Based on some responses from claimed pilots or professionals, any regulatory authority would have to be concerned about the apparent low levels of technical knowledge, not only for specific aircraft types but aviation safety in general. Also, the range attitudes, communication style, analysis, and ideas could be dismaying for the CRM community, where training to improve these issues is a cornerstone of safety.

Alternatively it is rewarding to find a high level of informed debate and expertise from which we can learn, and develop and improve our safety defences, either as individuals or organisations. I much prefer to say ‘I didn’t know that’; then privately seek the evidence on which to base my judgement and future belief (subject to my understanding of the situation).

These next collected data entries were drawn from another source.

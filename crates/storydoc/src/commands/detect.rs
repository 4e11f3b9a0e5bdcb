//! Framework detection command.

use anyhow::Result;
use storydoc_adapters::detect;

use crate::config::ConfigFile;

/// Run the detect command.
pub fn run(config: &ConfigFile) -> Result<()> {
    let root = config.project_root();

    if let Some(pinned) = config.framework()? {
        tracing::info!("Framework pinned by config");
        println!("{}", pinned);
        return Ok(());
    }

    let framework = detect(&root);
    tracing::debug!("Detected {} in {}", framework, root.display());
    println!("{}", framework);

    Ok(())
}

For those who wish to close the discussion or leave the thread, their wishes might reflect a false belief or bias. Is their request an indication of ‘it couldn’t happen to me’, because ‘I’ have made my mind up – failing to consider all of the information, explore all options, including learning from other’s misfortune.

Often accident reports have similar shortcomings and may not fully consider the practical aspects of implementing safety defences. Formal reports are written for authorities or governments and may be restrained from meaningful speculation and debate. This thread sets a new standard in these areas; one which the formal-reporting processes should take note of. There may be more to be learnt about the state of safety in our industry and the need for practical safety defences from the content of this thread than will ever be published in a final report; but then I should not prejudge that, wait and see.

For the unconvinced lurkers, remember that many of the human factor contributions in this accident appear to originated from the central L Liveware (human) in the SHELL model, and may have involved poor knowledge, mis-belief, bias, and problematic communication.
Also, any external contribution to the accident from the surrounding SHEL elements will interface with the central Liveware. The recent themed discussions of ‘cause’, being either human (L) or aircraft (H), might benefit from balancing these views with other eternal elements such as software (procedures, rules, etc), other people (management and NFP) and the environment (organisations as well as the weather/runway). Finally, remember that all of the arms of the SHELL model are formed from an external element (the situation) and the central human, and an interface between them, which in many systems is the weakest point.

Can the ‘Why–Because’ group map their thoughts to SHELL?